### Prompt:
Every record that follows should be printed verbatim.

### Source material:

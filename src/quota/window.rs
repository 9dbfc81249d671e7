//! Sliding transfer window.
//!
//! Accumulates estimated megabytes over a fixed-length window. The window
//! rolls (resets to zero) once `now - window_start` strictly exceeds the
//! window duration.

use std::time::Duration;
use tokio::time::Instant;

#[derive(Debug, Clone)]
pub struct TransferWindow {
    window_start: Instant,
    duration: Duration,
    accumulated_mb: f64,
    max_mb: f64,
}

impl TransferWindow {
    pub fn new(max_mb: f64, duration: Duration, now: Instant) -> Self {
        Self {
            window_start: now,
            duration,
            accumulated_mb: 0.0,
            max_mb,
        }
    }

    /// Reset the window if its duration has elapsed. Returns true on rollover.
    pub fn roll(&mut self, now: Instant) -> bool {
        if now.saturating_duration_since(self.window_start) > self.duration {
            self.reset(now);
            true
        } else {
            false
        }
    }

    pub fn reset(&mut self, now: Instant) {
        self.window_start = now;
        self.accumulated_mb = 0.0;
    }

    /// Add to the current window. Negative and non-finite amounts are ignored.
    pub fn record(&mut self, mb: f64) {
        if mb.is_finite() && mb > 0.0 {
            self.accumulated_mb += mb;
        }
    }

    pub fn accumulated_mb(&self) -> f64 {
        self.accumulated_mb
    }

    pub fn max_mb(&self) -> f64 {
        self.max_mb
    }

    pub fn duration(&self) -> Duration {
        self.duration
    }

    pub fn is_exhausted(&self) -> bool {
        self.accumulated_mb >= self.max_mb
    }

    pub fn utilization_pct(&self) -> f64 {
        if self.max_mb <= 0.0 {
            return 100.0;
        }
        self.accumulated_mb / self.max_mb * 100.0
    }

    /// Time until the window rolls over
    pub fn remaining(&self, now: Instant) -> Duration {
        self.duration
            .saturating_sub(now.saturating_duration_since(self.window_start))
    }

    /// Apply new limits; the accumulated amount is kept.
    pub fn set_limits(&mut self, max_mb: f64, duration: Duration) {
        self.max_mb = max_mb;
        self.duration = duration;
    }
}

#[cfg(test)]
mod tests {
    use super::*;

    #[test]
    fn test_record_and_utilization() {
        let now = Instant::now();
        let mut window = TransferWindow::new(100.0, Duration::from_secs(300), now);

        window.record(40.0);
        window.record(5.0);
        assert_eq!(window.accumulated_mb(), 45.0);
        assert!((window.utilization_pct() - 45.0).abs() < f64::EPSILON);
        assert!(!window.is_exhausted());

        window.record(55.0);
        assert!(window.is_exhausted());
    }

    #[test]
    fn test_ignores_invalid_amounts() {
        let mut window = TransferWindow::new(10.0, Duration::from_secs(1), Instant::now());
        window.record(-3.0);
        window.record(f64::NAN);
        window.record(f64::INFINITY);
        assert_eq!(window.accumulated_mb(), 0.0);
    }

    #[test]
    fn test_rolls_only_after_duration_elapsed() {
        let start = Instant::now();
        let duration = Duration::from_secs(300);
        let mut window = TransferWindow::new(100.0, duration, start);
        window.record(60.0);

        assert!(!window.roll(start + duration));
        assert_eq!(window.accumulated_mb(), 60.0);

        assert!(window.roll(start + duration + Duration::from_millis(1)));
        assert_eq!(window.accumulated_mb(), 0.0);
        assert_eq!(window.remaining(start + duration + Duration::from_millis(1)), duration);
    }

    #[test]
    fn test_remaining_counts_down() {
        let start = Instant::now();
        let window = TransferWindow::new(1.0, Duration::from_secs(10), start);
        assert_eq!(window.remaining(start + Duration::from_secs(4)), Duration::from_secs(6));
        assert_eq!(window.remaining(start + Duration::from_secs(40)), Duration::ZERO);
    }

    #[test]
    fn test_set_limits_keeps_accumulated() {
        let mut window = TransferWindow::new(100.0, Duration::from_secs(60), Instant::now());
        window.record(50.0);
        window.set_limits(50.0, Duration::from_secs(30));
        assert!(window.is_exhausted());
        assert_eq!(window.duration(), Duration::from_secs(30));
    }
}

### Result of this task:
filename src/quota/window.rs
repository 9dbfc81249d671e7
//! Sliding transfer window.
//!
//! Accumulates estimated megabytes over a fixed-length window. The window
//! rolls (resets to zero) once `now - window_start` strictly exceeds the
//! window duration.

use std::time::Duration;
use tokio::time::Instant;

#[derive(Debug, Clone)]
pub struct TransferWindow {
    window_start: Instant,
    duration: Duration,
    accumulated_mb: f64,
    max_mb: f64,
}

impl TransferWindow {
    pub fn new(max_mb: f64, duration: Duration, now: Instant) -> Self {
        Self {
            window_start: now,
            duration,
            accumulated_mb: 0.0,
            max_mb,
        }
    }

    /// Reset the window if its duration has elapsed. Returns true on rollover.
    pub fn roll(&mut self, now: Instant) -> bool {
        if now.saturating_duration_since(self.window_start) > self.duration {
            self.reset(now);
            true
        } else {
            false
        }
    }

    pub fn reset(&mut self, now: Instant) {
        self.window_start = now;
        self.accumulated_mb = 0.0;
    }

    /// Add to the current window. Negative and non-finite amounts are ignored.
    pub fn record(&mut self, mb: f64) {
        if mb.is_finite() && mb > 0.0 {
            self.accumulated_mb += mb;
        }
    }

    pub fn accumulated_mb(&self) -> f64 {
        self.accumulated_mb
    }

    pub fn max_mb(&self) -> f64 {
        self.max_mb
    }

    pub fn duration(&self) -> Duration {
        self.duration
    }

    pub fn is_exhausted(&self) -> bool {
        self.accumulated_mb >= self.max_mb
    }

    pub fn utilization_pct(&self) -> f64 {
        if self.max_mb <= 0.0 {
            return 100.0;
        }
        self.accumulated_mb / self.max_mb * 100.0
    }

    /// Time until the window rolls over
    pub fn remaining(&self, now: Instant) -> Duration {
        self.duration
            .saturating_sub(now.saturating_duration_since(self.window_start))
    }

    /// Apply new limits; the accumulated amount is kept.
    pub fn set_limits(&mut self, max_mb: f64, duration: Duration) {
        self.max_mb = max_mb;
        self.duration = duration;
    }
}

#[cfg(test)]
mod tests {
    use super::*;

    #[test]
    fn test_record_and_utilization() {
        let now = Instant::now();
        let mut window = TransferWindow::new(100.0, Duration::from_secs(300), now);

        window.record(40.0);
        window.record(5.0);
        assert_eq!(window.accumulated_mb(), 45.0);
        assert!((window.utilization_pct() - 45.0).abs() < f64::EPSILON);
        assert!(!window.is_exhausted());

        window.record(55.0);
        assert!(window.is_exhausted());
    }

    #[test]
    fn test_ignores_invalid_amounts() {
        let mut window = TransferWindow::new(10.0, Duration::from_secs(1), Instant::now());
        window.record(-3.0);
        window.record(f64::NAN);
        window.record(f64::INFINITY);
        assert_eq!(window.accumulated_mb(), 0.0);
    }

    #[test]
    fn test_rolls_only_after_duration_elapsed() {
        let start = Instant::now();
        let duration = Duration::from_secs(300);
        let mut window = TransferWindow::new(100.0, duration, start);
        window.record(60.0);

        assert!(!window.roll(start + duration));
        assert_eq!(window.accumulated_mb(), 60.0);

        assert!(window.roll(start + duration + Duration::from_millis(1)));
        assert_eq!(window.accumulated_mb(), 0.0);
        assert_eq!(window.remaining(start + duration + Duration::from_millis(1)), duration);
    }

    #[test]
    fn test_remaining_counts_down() {
        let start = Instant::now();
        let window = TransferWindow::new(1.0, Duration::from_secs(10), start);
        assert_eq!(window.remaining(start + Duration::from_secs(4)), Duration::from_secs(6));
        assert_eq!(window.remaining(start + Duration::from_secs(40)), Duration::ZERO);
    }

    #[test]
    fn test_set_limits_keeps_accumulated() {
        let mut window = TransferWindow::new(100.0, Duration::from_secs(60), Instant::now());
        window.record(50.0);
        window.set_limits(50.0, Duration::from_secs(30));
        assert!(window.is_exhausted());
        assert_eq!(window.duration(), Duration::from_secs(30));
    }
}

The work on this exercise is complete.